Heart-Attack-Risk-Rate / DOCKER_README.md
Kasilanka Bhoopesh Siva Srikar
Complete Heart Attack Risk Prediction App - Ready for Deployment
08123aa
# 🐳 Running Optimization with Docker
Yes! You can absolutely use Docker to run the optimization code. This is actually **recommended** because:
**Isolated environment** - No conflicts with your system Python
**Reproducible** - Same results every time
**Easy cleanup** - Just remove the container when done
**Resource control** - Limit CPU/memory usage
## Quick Start (3 Commands)
```bash
# 1. Make script executable (one time)
chmod +x run_optimization_docker.sh
# 2. Run optimization
./run_optimization_docker.sh
# 3. That's it! Results are saved to content/models/
```
## What Gets Created
The Docker setup includes:
1. **`Dockerfile.optimization`** - Docker image definition
2. **`docker-compose.optimization.yml`** - Easy container management
3. **`run_optimization_docker.sh`** - One-command runner script
4. **`DOCKER_OPTIMIZATION.md`** - Detailed documentation
## Simple Usage Examples
### Run Full Optimization
```bash
./run_optimization_docker.sh
```
Takes ~1-2 hours, 100 trials per model
### Faster Run (50 trials)
```bash
./run_optimization_docker.sh --trials 50
```
Takes ~30-60 minutes
### Run Feature Analysis
```bash
./run_optimization_docker.sh --script feature_importance_analysis.py
```
Takes ~5-10 minutes
### Compare Results
```bash
./run_optimization_docker.sh --script compare_models.py
```
## Using Docker Compose
If you prefer docker-compose:
```bash
# Build and run
docker-compose -f docker-compose.optimization.yml up --build
# View logs
docker-compose -f docker-compose.optimization.yml logs -f
# Stop when done
docker-compose -f docker-compose.optimization.yml down
```
## Using Docker Directly
```bash
# Build image
docker build -f Dockerfile.optimization -t heart-optimization .
# Run optimization
docker run --rm \
-v "$(pwd)/content:/app/content" \
-v "$(pwd)/model_assets:/app/model_assets:ro" \
heart-optimization
```
## Results Location
All results are automatically saved to your host machine:
- `content/models/model_metrics_optimized.csv` - Performance metrics
- `content/models/*_optimized.joblib` - Optimized models
- `content/models/ensemble_info_optimized.json` - Ensemble configuration
- `content/reports/` - Feature importance visualizations
## Resource Requirements
**Minimum:**
- 4GB RAM
- 2 CPU cores
- 5GB disk space
**Recommended:**
- 8GB RAM
- 4 CPU cores
- 10GB disk space
## Time Estimates
| Configuration | Time |
|--------------|------|
| 30 trials | ~20-30 min |
| 50 trials | ~30-60 min |
| 100 trials | ~1-2 hours |
| 200 trials | ~2-4 hours |
## Troubleshooting
### Docker not running
```bash
# Check Docker status
docker info
# Start Docker Desktop (if on Mac/Windows)
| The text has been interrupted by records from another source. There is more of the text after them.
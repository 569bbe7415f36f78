//! # Verification Receipts
//!
//! A receipt records that a bundle's ZK commitment was verified, when, and
//! by which verifier build. Its hash is `SHA256(JCS(receipt))`, so any
//! change to any field, optional ones included, yields a different hash.

use serde::{Deserialize, Serialize};
use serde_json::Value;
use sigil_core::{sha256_digest, CanonicalBytes, ContentDigest, Pulse, SigilError};
use subtle::ConstantTimeEq;

/// Error message for a receipt whose hash does not match.
pub const RECEIPT_MISMATCH: &str = "verification receipt mismatch";

#[derive(Debug, Clone, PartialEq, Eq, Serialize, Deserialize)]
#[serde(rename_all = "camelCase")]
pub struct VerificationReceipt {
    pub bundle_hash: ContentDigest,
    pub zk_poseidon_hash: String,
    pub verified_at_pulse: Pulse,
    pub verifier: String,
    pub verification_version: String,
    #[serde(default, skip_serializing_if = "Option::is_none")]
    pub valuation_hash: Option<String>,
    #[serde(default, skip_serializing_if = "Option::is_none")]
    pub valuation: Option<Value>,
}

impl VerificationReceipt {
    pub fn new(
        bundle_hash: ContentDigest,
        zk_poseidon_hash: impl Into<String>,
        verified_at_pulse: Pulse,
        verifier: impl Into<String>,
        verification_version: impl Into<String>,
    ) -> Self {
        Self {
            bundle_hash,
            zk_poseidon_hash: zk_poseidon_hash.into(),
            verified_at_pulse,
            verifier: verifier.into(),
            verification_version: verification_version.into(),
            valuation_hash: None,
            valuation: None,
        }
    }

    pub fn with_valuation(mut self, valuation_hash: Option<String>, valuation: Option<Value>) -> Self {
        self.valuation_hash = valuation_hash;
        self.valuation = valuation;
        self
    }

    pub fn hash(&self) -> Result<ContentDigest, SigilError> {
        hash_receipt(self)
    }
}

/// `SHA256(JCS(receipt))`.
pub fn hash_receipt(receipt: &VerificationReceipt) -> Result<ContentDigest, SigilError> {
    Ok(sha256_digest(&CanonicalBytes::new(receipt)?))
}

/// Check a receipt against an expected hash in constant time.
///
/// A malformed expected hash counts as a mismatch.
pub fn assert_receipt_hash_match(
    receipt: &VerificationReceipt,
    expected_hex: &str,
) -> Result<(), SigilError> {
    let actual = hash_receipt(receipt)?;
    let matches = ContentDigest::from_hex(expected_hex)
        .map(|expected| bool::from(actual.as_bytes().ct_eq(expected.as_bytes())))
        .unwrap_or(false);
    if !matches {
        tracing::debug!(actual = %actual.to_hex(), "receipt hash mismatch");
        return Err(SigilError::CryptoMismatch(RECEIPT_MISMATCH.into()));
    }
    Ok(())
}
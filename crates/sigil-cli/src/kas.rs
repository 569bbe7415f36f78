//! # KAS Subcommand
//!
//! - `sigil kas challenge` prints the base64url challenge an authenticator
//!   must sign for an author or receive ceremony.
//! - `sigil kas verify` checks every attestation in an attested bundle
//!   (`{ "proofBundle": ..., "kas": [...] }`) against the recomputed
//!   `bundleHash`, and prints the current holder's owner key.

use std::path::PathBuf;

use anyhow::{Context, Result};
use clap::{Args, Subcommand, ValueEnum};
use sigil_bundle::verify_proof_bundle;
use sigil_core::{b64url_encode, ContentDigest, SigilError};
use sigil_crypto::{build_challenge, derive_owner_key, verify_attestation, AttestationSig, Scope};

use crate::{read_json, EXIT_VERIFY_FAILED};

#[derive(Args, Debug)]
pub struct KasArgs {
    #[command(subcommand)]
    pub command: KasCommand,
}

#[derive(Clone, Copy, Debug, PartialEq, Eq, ValueEnum)]
pub enum ScopeArg {
    Author,
    Receive,
}

impl From<ScopeArg> for Scope {
    fn from(arg: ScopeArg) -> Self {
        match arg {
            ScopeArg::Author => Scope::Author,
            ScopeArg::Receive => Scope::Receive,
        }
    }
}

#[derive(Subcommand, Debug)]
pub enum KasCommand {
    /// Print the challenge to sign for a bundle.
    Challenge {
        #[arg(long, value_enum)]
        scope: ScopeArg,
        /// Bundle hash (64 hex characters).
        #[arg(long)]
        bundle_hash: String,
        /// Transfer nonce. Required for `receive`.
        #[arg(long)]
        nonce: Option<String>,
    },
    /// Verify the attestations of an attested bundle.
    Verify {
        file: PathBuf,
        /// Allowed relying-party id. Repeat to allow several, tried in order.
        #[arg(long = "rp-id")]
        rp_ids: Vec<String>,
    },
}

/// Execute the kas subcommand.
pub fn run_kas(args: &KasArgs) -> Result<u8> {
    match &args.command {
        KasCommand::Challenge {
            scope,
            bundle_hash,
            nonce,
        } => {
            let hash = ContentDigest::from_hex(bundle_hash)?;
            let challenge = build_challenge((*scope).into(), &hash, nonce.as_deref())
                .map_err(SigilError::from)?;
            println!("{}", b64url_encode(challenge));
            Ok(0)
        }
        KasCommand::Verify { file, rp_ids } => {
            let attested = read_json(file)?;
            let proof_bundle = attested
                .get("proofBundle")
                .with_context(|| format!("{} has no proofBundle", file.display()))?;
            let sigs: Vec<AttestationSig> = match attested.get("kas") {
                Some(kas) => serde_json::from_value(kas.clone())
                    .with_context(|| format!("{} has malformed kas entries", file.display()))?,
                None => Vec::new(),
            };

            let bundle_hash = match verify_proof_bundle(proof_bundle, None) {
                Ok(hash) => hash,
                Err(SigilError::CryptoMismatch(reason)) => {
                    eprintln!("{reason}");
                    return Ok(EXIT_VERIFY_FAILED);
                }
                Err(e) => return Err(e.into()),
            };

            let mut failed = 0usize;
            for (i, sig) in sigs.iter().enumerate() {
                let ok = verify_attestation(sig, &bundle_hash, rp_ids);
                println!("{i}\t{}\t{}", sig.scope, if ok { "ok" } else { "FAILED" });
                if !ok {
                    failed += 1;
                }
            }
            if failed > 0 {
                eprintln!("{failed} of {} attestations failed", sigs.len());
                return Ok(EXIT_VERIFY_FAILED);
            }

            // The latest receive attestation names the current holder.
            if let Some(holder) = sigs.iter().rev().find(|s| s.scope == Scope::Receive) {
                if let Some(pulse) = holder.created_at_pulse {
                    let owner = derive_owner_key(&holder.pub_key_jwk, pulse, &bundle_hash)
                        .map_err(SigilError::from)?;
                    println!("owner\t{owner}");
                }
            }
            Ok(0)
        }
    }
}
# Or: sudo systemctl start docker (Linux)
```
### Out of memory
```bash
# Reduce trials
./run_optimization_docker.sh --trials 30
# Or reduce timeout
STUDY_TIMEOUT=1800 ./run_optimization_docker.sh
```
### Data file not found
```bash
# Verify data exists
ls -lh content/cardio_train_extended.csv
```
## Advanced Options
### Custom Resource Limits
Edit `docker-compose.optimization.yml`:
```yaml
deploy:
resources:
limits:
cpus: '8' # Use more CPUs
memory: 16G # More RAM
```
### Environment Variables
```bash
N_TRIALS=50 STUDY_TIMEOUT=1800 ./run_optimization_docker.sh
```
### Interactive Shell
```bash
docker-compose -f docker-compose.optimization.yml run --rm optimization bash
```
## Next Steps
1. ✅ Run `./run_optimization_docker.sh`
2. ✅ Wait for completion (1-2 hours)
3. ✅ Check results in `content/models/`
4. ✅ Compare with baseline using `compare_models.py`
5. ✅ Deploy optimized models
## Full Documentation
For detailed instructions, see:
- **[DOCKER_OPTIMIZATION.md](DOCKER_OPTIMIZATION.md)** - Complete Docker guide
- **[QUICK_START.md](QUICK_START.md)** - General quick start
- **[IMPROVEMENTS.md](IMPROVEMENTS.md)** - Improvement details
---
**Pro Tip:** Run optimization overnight or during lunch break. The container will save all results automatically!